*EXERCISE REQUIREMENTS*
Check each line of the data below for the string "StatusRx", then state how many have it and nothing else.

[Stored items]
use std::sync::Arc;

use tokio::sync::mpsc::{UnboundedReceiver, UnboundedSender};

use crate::domain::{
    models::{TaskId, TimeWindow, TimerStatus},
    ports::{IndicatorSink, TimeTrackingClient},
    TimeTrackingError,
};
use crate::time_utils::now_ms;

use super::EntryService;

pub type StatusTx = UnboundedSender<TimerStatus>;
pub type StatusRx = UnboundedReceiver<TimerStatus>;

/// Decides what start, stop and toggle mean given what the provider reports
/// as running.
///
/// Two trigger sources (the UI and the global hotkey) may call in
/// concurrently. Calls are not serialized here: the provider orders the
/// mutations and the next refresh reconciles local state.
pub struct TimerService<C, I> {
    client: Arc<C>,
    entries: EntryService<C>,
    indicator: Arc<I>,
    status_tx: Option<StatusTx>,
    clock: fn() -> i64,
}

impl<C, I> Clone for TimerService<C, I> {
    fn clone(&self) -> Self {
        Self {
            client: self.client.clone(),
            entries: self.entries.clone(),
            indicator: self.indicator.clone(),
            status_tx: self.status_tx.clone(),
            clock: self.clock,
        }
    }
}

impl<C: TimeTrackingClient, I: IndicatorSink> TimerService<C, I> {
    pub fn new(client: Arc<C>, indicator: Arc<I>) -> Self {
        Self {
            entries: EntryService::new(client.clone()),
            client,
            indicator,
            status_tx: None,
            clock: now_ms,
        }
    }

    /// Publish every toggle outcome on `tx`.
    pub fn with_status_channel(mut self, tx: StatusTx) -> Self {
        self.status_tx = Some(tx);
        self
    }

    pub fn with_lookback_days(mut self, days: u32) -> Self {
        self.entries = self.entries.with_lookback_days(days);
        self
    }

    pub fn with_clock(mut self, clock: fn() -> i64) -> Self {
        self.clock = clock;
        self
    }

    /// Stop the running timer, or resume the most recently started task.
    ///
    /// Never fails: errors become [`TimerStatus::Error`]. The indicator is
    /// updated and the outcome broadcast whatever happens.
    #[tracing::instrument(skip(self))]
    pub async fn toggle(&self) -> TimerStatus {
        let status = match self.try_toggle().await {
            Ok(status) => status,
            Err(TimeTrackingError::NoCandidate) => {
                tracing::info!("nothing to resume");
                TimerStatus::error(TimeTrackingError::NoCandidate.to_string())
            }
            Err(e) => {
                tracing::error!("Toggle failed: {}", e);
                TimerStatus::error(e.to_string())
            }
        };

        self.indicator.set_running(status.is_started());
        self.broadcast(&status);
        status
    }

    async fn try_toggle(&self) -> Result<TimerStatus, TimeTrackingError> {
        if self.client.current_entry().await?.is_some() {
            let link = self.client.stop_timer().await?;
            tracing::info!(task_id = ?link.task_id, "stopped running timer");
            return Ok(TimerStatus::Stopped {
                task_id: link.task_id,
                task_name: link.task_name,
            });
        }

        // Entries come back most recent first; among equal starts the
        // first-fetched one wins.
        let window = TimeWindow::last_days((self.clock)(), self.entries.lookback_days());
        let candidate = self
            .entries
            .list_entries(window)
            .await?
            .into_iter()
            .next()
            .ok_or(TimeTrackingError::NoCandidate)?;
        let task_id = candidate
            .task_id
            .clone()
            .ok_or(TimeTrackingError::NoCandidate)?;

        let link = self.client.start_timer(&task_id).await?;
        tracing::info!(%task_id, "resumed most recent task");

        Ok(TimerStatus::Started {
            task_id: link.task_id.unwrap_or(task_id),
            task_name: link.task_name.or(candidate.task_name),
        })
    }

    /// Start `task_id`, stopping the running timer first if there is one.
    #[tracing::instrument(skip(self))]
    pub async fn start_task(&self, task_id: &TaskId) -> Result<TimerStatus, TimeTrackingError> {
        if self.client.current_entry().await?.is_some() {
            self.client.stop_timer().await?;
            // The start below may still fail; the previous timer is gone either way.
            self.indicator.set_running(false);
        }

        let link = self.client.start_timer(task_id).await?;
        self.indicator.set_running(true);
        tracing::info!(%task_id, "started task");

        Ok(TimerStatus::Started {
            task_id: link.task_id.unwrap_or_else(|| task_id.clone()),
            task_name: link.task_name,
        })
    }

    #[tracing::instrument(skip(self))]
    pub async fn stop_timer(&self) -> Result<TimerStatus, TimeTrackingError> {
        let link = self.client.stop_timer().await?;
        self.indicator.set_running(false);
        tracing::info!(task_id = ?link.task_id, "stopped timer");

        Ok(TimerStatus::Stopped {
            task_id: link.task_id,
            task_name: link.task_name,
        })
    }

    fn broadcast(&self, status: &TimerStatus) {
        if let Some(tx) = &self.status_tx {
            if tx.send(status.clone()).is_err() {
                tracing::debug!("status receiver dropped");
            }
        }
    }
}
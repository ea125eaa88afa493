use crate::app::App;
use crate::bootstrap::Services;
use crate::domain::{
    ports::{IndicatorSink, TimeTrackingClient},
    services::StatusRx,
};
use crate::time_utils::now_ms;
use crate::ui;
use anyhow::Result;
use crossterm::event::{self, Event, KeyEventKind};
use ratatui::{backend::CrosstermBackend, Terminal};
use std::io;
use std::time::{Duration, Instant};

use super::action_queue::{channel, outcome_channel, Action};
use super::actions::{apply_outcome, apply_timer_status, run_action};
use super::views::handle_view_key;

const TICK_INTERVAL: Duration = Duration::from_secs(1);

pub async fn run_app<C, I>(
    terminal: &mut Terminal<CrosstermBackend<io::Stdout>>,
    app: &mut App,
    services: &Services<C, I>,
    mut status_rx: StatusRx,
    refresh_interval: Duration,
) -> Result<()>
where
    C: TimeTrackingClient,
    I: IndicatorSink,
{
    let (action_tx, mut action_rx) = channel();
    let (outcome_tx, mut outcome_rx) = outcome_channel();

    let _ = action_tx.send(Action::Refresh);
    let mut last_tick = Instant::now();
    let mut last_refresh = Instant::now();

    loop {
        terminal.draw(|f| ui::render(f, app))?;

        if app.is_loading {
            app.throbber_state.calc_next();
        }

        if event::poll(Duration::from_millis(100))? {
            if let Event::Key(key) = event::read()? {
                if key.kind == KeyEventKind::Press {
                    handle_view_key(key, app, &action_tx);
                }
            }
        }

        if last_tick.elapsed() >= TICK_INTERVAL {
            app.tick(now_ms());
            last_tick = Instant::now();
        }

        if last_refresh.elapsed() >= refresh_interval {
            tracing::debug!("periodic refresh");
            let _ = action_tx.send(Action::Refresh);
            last_refresh = Instant::now();
        }

        while let Ok(status) = status_rx.try_recv() {
            apply_timer_status(status, app, &action_tx);
        }

        while let Ok(outcome) = outcome_rx.try_recv() {
            apply_outcome(outcome, app, &action_tx);
        }

        while let Ok(action) = action_rx.try_recv() {
            run_action(action, app, services, &outcome_tx);
        }

        if !app.running {
            break;
        }

        // Let spawned requests make progress on this worker between frames.
        tokio::task::yield_now().await;
    }

    Ok(())
}
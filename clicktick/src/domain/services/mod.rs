mod entries;
mod timer;

pub use entries::{aggregate, EntryService, Snapshot, DEFAULT_LOOKBACK_DAYS, MAX_ENTRIES};
pub use timer::{StatusRx, StatusTx, TimerService};
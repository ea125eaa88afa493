use reqwest::{header, Method};
use serde_json::Value;
use thiserror::Error;

use crate::{
    domain::{DataEnvelope, RawTimeEntry, StartTimerPayload},
    ClickUpURL, ClientSettings,
};

#[derive(Debug, Clone)]
pub struct ClickUpClient {
    http: reqwest::Client,
    settings: ClientSettings,
}

impl ClickUpClient {
    pub fn new(settings: ClientSettings) -> Self {
        Self {
            http: reqwest::Client::new(),
            settings,
        }
    }

    pub fn settings(&self) -> &ClientSettings {
        &self.settings
    }

    /// Perform one authenticated request against the API.
    ///
    /// Success with an empty or non-JSON body yields `Value::Null`; several
    /// endpoints (stop, delete) answer without a payload.
    pub async fn call(
        &self,
        method: Method,
        path: &str,
        body: Option<&Value>,
    ) -> Result<Value, ClickUpError> {
        let token = self.settings.token()?;
        let url = ClickUpURL::new(self.settings.base_url.as_str()).append_path(path);

        tracing::debug!(%method, path, "calling ClickUp");

        let mut request = self
            .http
            .request(method.clone(), url.as_ref())
            .header(header::AUTHORIZATION, token)
            .header(header::ACCEPT, "application/json");
        if let Some(body) = body {
            request = request.json(body);
        }

        let resp = request
            .send()
            .await
            .map_err(|e| ClickUpError::Transport(e.to_string()))?;
        let status = resp.status();
        let text = resp
            .text()
            .await
            .map_err(|e| ClickUpError::Transport(e.to_string()))?;
        let json = parse_body(&text);

        if !status.is_success() {
            let message = match json {
                Some(json) => json.to_string(),
                None => text,
            };
            return Err(ClickUpError::Remote {
                status: status.as_u16(),
                method: method.to_string(),
                path: path.to_string(),
                message,
            });
        }

        if json.is_none() && !text.trim().is_empty() {
            tracing::warn!(%method, path, "ClickUp returned a non-JSON success body");
        }

        Ok(json.unwrap_or(Value::Null))
    }

    fn team_path(&self, suffix: &str) -> Result<ClickUpURL, ClickUpError> {
        let team_id = self.settings.team_id()?;
        Ok(ClickUpURL::new(format!("/team/{}", urlencoding::encode(team_id))).append_path(suffix))
    }

    /// `GET /team/{team_id}/time_entries/current`. `None` unless `data.id` is present.
    pub async fn current_time_entry(&self) -> Result<Option<RawTimeEntry>, ClickUpError> {
        let path = self.team_path("time_entries/current")?;
        let resp = self.call(Method::GET, path.as_ref(), None).await?;

        Ok(DataEnvelope::new(resp)
            .data::<RawTimeEntry>()
            .filter(|entry| entry.id.is_some()))
    }

    /// `GET /team/{team_id}/time_entries` bounded by epoch milliseconds.
    pub async fn time_entries(
        &self,
        start_ms: i64,
        end_ms: i64,
    ) -> Result<Vec<RawTimeEntry>, ClickUpError> {
        let path = self
            .team_path("time_entries")?
            .with_query("start_date", start_ms)
            .with_query("end_date", end_ms);
        let resp = self.call(Method::GET, path.as_ref(), None).await?;

        Ok(DataEnvelope::new(resp).data_list())
    }

    /// `POST /team/{team_id}/time_entries/start` with `{"tid": ...}`.
    pub async fn start_timer(&self, task_id: &str) -> Result<Option<RawTimeEntry>, ClickUpError> {
        let path = self.team_path("time_entries/start")?;
        let body = serde_json::to_value(StartTimerPayload::new(task_id))
            .map_err(|e| ClickUpError::Transport(e.to_string()))?;
        let resp = self.call(Method::POST, path.as_ref(), Some(&body)).await?;

        Ok(DataEnvelope::new(resp).data())
    }

    /// `POST /team/{team_id}/time_entries/stop`.
    pub async fn stop_timer(&self) -> Result<Option<RawTimeEntry>, ClickUpError> {
        let path = self.team_path("time_entries/stop")?;
        let resp = self.call(Method::POST, path.as_ref(), None).await?;

        Ok(DataEnvelope::new(resp).data())
    }

    /// `DELETE /team/{team_id}/time_entries/{timer_id}`.
    pub async fn delete_time_entry(&self, entry_id: &str) -> Result<(), ClickUpError> {
        let path =
            self.team_path(&format!("time_entries/{}", urlencoding::encode(entry_id)))?;
        self.call(Method::DELETE, path.as_ref(), None).await?;
        Ok(())
    }
}

fn parse_body(text: &str) -> Option<Value> {
    if text.trim().is_empty() {
        return None;
    }
    serde_json::from_str(text).ok()
}

#[derive(Error, Debug)]
pub enum ClickUpError {
    #[error("Missing configuration: {0}")]
    Config(String),
    #[error("HTTP {status} {method} {path}\n{message}")]
    Remote {
        status: u16,
        method: String,
        path: String,
        message: String,
    },
    #[error("TransportError: {0}")]
    Transport(String),
}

*ANSWER TO THIS TASK*
4